The public health order makes the measles vaccine mandatory for people living in the affected areas of Brooklyn and fines will be issued to those who remain unvaccinated, Mayor Bill de Blasio said at a press conference.

The affected area in Williamsburg, Brooklyn, is home to an Orthodox Jewish community. The New York mayor's office said they had been reaching out to the community in both English and Yiddish.
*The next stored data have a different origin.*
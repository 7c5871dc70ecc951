//! Live push delivery: connections, broadcast fanout, and health
//! monitoring.
//!
//! Wire envelope types live in the `mirador-api-types` member crate and are
//! re-exported here for convenience.

mod connection;
mod hub;
mod monitor;

pub use connection::Connection;
pub use hub::{BroadcastHub, ChangeEvent, DEFAULT_CHANNEL_CAPACITY};
pub use mirador_api_types::{Envelope, unix_millis};
pub use monitor::{ConnectionHealthMonitor, DEFAULT_STALE_TIMEOUT};
//! HTTP surface: router assembly, shared application state, and the serve
//! loop.

use std::future::{Future, IntoFuture};
use std::sync::Arc;
use std::time::Duration;

use axum::{
    Router,
    routing::{get, post},
};
use tokio::net::TcpListener;
use tokio::sync::oneshot;
use tracing::warn;

use crate::application::invalidation::InvalidationService;
use crate::application::reads::DashboardReadService;
use crate::application::replay::ReplayService;
use crate::cache::CacheStore;
use crate::infra::objstore::ObjectStore;
use crate::stream::BroadcastHub;

pub mod dashboard;
pub mod events;
pub mod hooks;
pub mod middleware;
pub mod system;

#[derive(Clone)]
pub struct AppState {
    pub store: Arc<CacheStore>,
    pub objects: Arc<dyn ObjectStore>,
    pub hub: Arc<BroadcastHub>,
    pub reads: Arc<DashboardReadService>,
    pub invalidation: Arc<InvalidationService>,
    pub replay: Arc<ReplayService>,
}

pub fn build_router(state: AppState) -> Router {
    Router::new()
        .route("/events/{subscriber_id}", get(events::subscribe))
        .route("/hooks/storage", post(hooks::storage_hook))
        .route(
            "/api/data/{module}/{platform}/{subscriber}",
            get(dashboard::module_data),
        )
        .route("/api/system/cache-stats", get(system::cache_stats))
        .route("/healthz", get(system::healthz))
        .layer(axum::middleware::from_fn(middleware::log_responses))
        .layer(axum::middleware::from_fn(middleware::set_request_context))
        .with_state(state)
}

/// Serve the router until `shutdown` resolves, then stop accepting and give
/// in-flight requests up to `grace` to finish. Open event streams never
/// drain on their own, so the grace period bounds shutdown latency; whatever
/// is still open when it elapses gets dropped.
pub async fn serve(
    listener: TcpListener,
    router: Router,
    shutdown: impl Future<Output = ()> + Send + 'static,
    grace: Duration,
) -> std::io::Result<()> {
    let (close_tx, close_rx) = oneshot::channel::<()>();
    let server = axum::serve(listener, router.into_make_service())
        .with_graceful_shutdown(async move {
            let _ = close_rx.await;
        })
        .into_future();
    let mut server = std::pin::pin!(server);
    let mut shutdown = std::pin::pin!(shutdown);

    tokio::select! {
        result = &mut server => result,
        _ = &mut shutdown => {
            let _ = close_tx.send(());
            match tokio::time::timeout(grace, &mut server).await {
                Ok(result) => result,
                Err(_) => {
                    warn!(
                        target = "mirador::server",
                        grace_secs = grace.as_secs(),
                        "Graceful shutdown timed out; dropping open connections"
                    );
                    Ok(())
                }
            }
        }
    }
}
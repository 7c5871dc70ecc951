//! Mirador: a read-through caching backend for analytics dashboards.
//!
//! Dashboard reads go through a TTL-governed in-process cache in front of an
//! object store. External writes to the store arrive as webhook
//! notifications, which invalidate the affected cache prefix and push a
//! change event to the subscriber's live connections. Clients that
//! reconnect with a `since` watermark get the events they missed replayed
//! before live delivery resumes.

pub mod application;
pub mod cache;
pub mod config;
pub mod infra;
pub mod stream;
//! Staleness eviction for half-open connections.
//!
//! Long-lived streams can go half-open without the transport ever reporting
//! closure. The monitor runs independently of the heartbeat writer and
//! forcibly closes and unregisters any connection whose last successful
//! write is older than the reconnect timeout, bounding both registry size
//! and wasted broadcast effort.

use std::sync::Arc;
use std::time::Duration;

use time::OffsetDateTime;
use tracing::warn;

use super::hub::BroadcastHub;

/// Default age after which a quiet connection is treated as dead.
pub const DEFAULT_STALE_TIMEOUT: Duration = Duration::from_secs(60);

pub struct ConnectionHealthMonitor {
    hub: Arc<BroadcastHub>,
    timeout: Duration,
}

impl ConnectionHealthMonitor {
    pub fn new(hub: Arc<BroadcastHub>, timeout: Duration) -> Self {
        Self { hub, timeout }
    }

    /// Evict every connection stale at `now`. Returns the eviction count.
    pub fn sweep_at(&self, now: OffsetDateTime) -> usize {
        let mut evicted = 0;
        for connection in self.hub.all_connections() {
            if connection.is_stale(now, self.timeout) {
                warn!(
                    target = "mirador::stream",
                    connection_id = %connection.id(),
                    subscriber_id = connection.subscriber_id(),
                    last_activity = %connection.last_activity(),
                    "Stale connection evicted"
                );
                self.hub.unregister(&connection);
                evicted += 1;
            }
        }
        evicted
    }

    pub fn sweep(&self) -> usize {
        self.sweep_at(OffsetDateTime::now_utc())
    }
}
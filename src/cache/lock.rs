//! Poison-tolerant lock acquisition.
//!
//! A panic while holding a cache or registry lock must not take the whole
//! server down with it; the guarded state is always rebuildable from the
//! object store. Recovery is logged loudly so a poisoned lock still shows up
//! in operations.

use std::sync::{Mutex, MutexGuard, RwLock, RwLockReadGuard, RwLockWriteGuard};

use tracing::warn;

pub(crate) fn rw_read<'a, T>(
    lock: &'a RwLock<T>,
    target: &'static str,
    op: &'static str,
) -> RwLockReadGuard<'a, T> {
    match lock.read() {
        Ok(guard) => guard,
        Err(poisoned) => {
            warn!(
                op,
                target_module = target,
                lock_kind = "rwlock.read",
                result = "poisoned_recovered",
                "Recovered from poisoned lock"
            );
            poisoned.into_inner()
        }
    }
}

pub(crate) fn rw_write<'a, T>(
    lock: &'a RwLock<T>,
    target: &'static str,
    op: &'static str,
) -> RwLockWriteGuard<'a, T> {
    match lock.write() {
        Ok(guard) => guard,
        Err(poisoned) => {
            warn!(
                op,
                target_module = target,
                lock_kind = "rwlock.write",
                result = "poisoned_recovered",
                "Recovered from poisoned lock"
            );
            poisoned.into_inner()
        }
    }
}

pub(crate) fn mutex_lock<'a, T>(
    lock: &'a Mutex<T>,
    target: &'static str,
    op: &'static str,
) -> MutexGuard<'a, T> {
    match lock.lock() {
        Ok(guard) => guard,
        Err(poisoned) => {
            warn!(
                op,
                target_module = target,
                lock_kind = "mutex.lock",
                result = "poisoned_recovered",
                "Recovered from poisoned lock"
            );
            poisoned.into_inner()
        }
    }
}
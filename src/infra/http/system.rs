//! Operational endpoints: cache statistics and health.

use axum::{
    Json,
    extract::State,
    http::StatusCode,
    response::{IntoResponse, Response},
};
use mirador_api_types::CacheStatsSnapshot;
use time::OffsetDateTime;

use crate::application::error::AppError;
use crate::cache::metrics;

use super::AppState;

/// `GET /api/system/cache-stats`. A point-in-time, read-only snapshot;
/// assembling it never mutates cache state or the hit/miss counters.
pub async fn cache_stats(State(state): State<AppState>) -> Json<CacheStatsSnapshot> {
    Json(metrics::collect(
        &state.store,
        state.hub.connection_counts(),
        OffsetDateTime::now_utc(),
    ))
}

/// `GET /healthz`. Reports the object store's reachability.
pub async fn healthz(State(state): State<AppState>) -> Response {
    match state.objects.health().await {
        Ok(()) => StatusCode::NO_CONTENT.into_response(),
        Err(err) => AppError::from(err).into_response(),
    }
}
//! Application services layer.

pub mod error;
pub mod invalidation;
pub mod reads;
pub mod replay;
There have been almost 300 recorded cases of measles since October 2018, de Blasio said. In 2017, there were only 2 recorded cases of measles.

The mayor's office placed the blame largely on intentional campaigns to discredit the safety of vaccinations - the so-called anti-vax movement that has gained prominence across the United States.

"It is crucial for people to understand the measles vaccine works - it is safe, it is effective, it is time-tested," de Blasio said.

He also warned against "measles parties," where parents expose their children to the measles infection in a bid to give them immunity.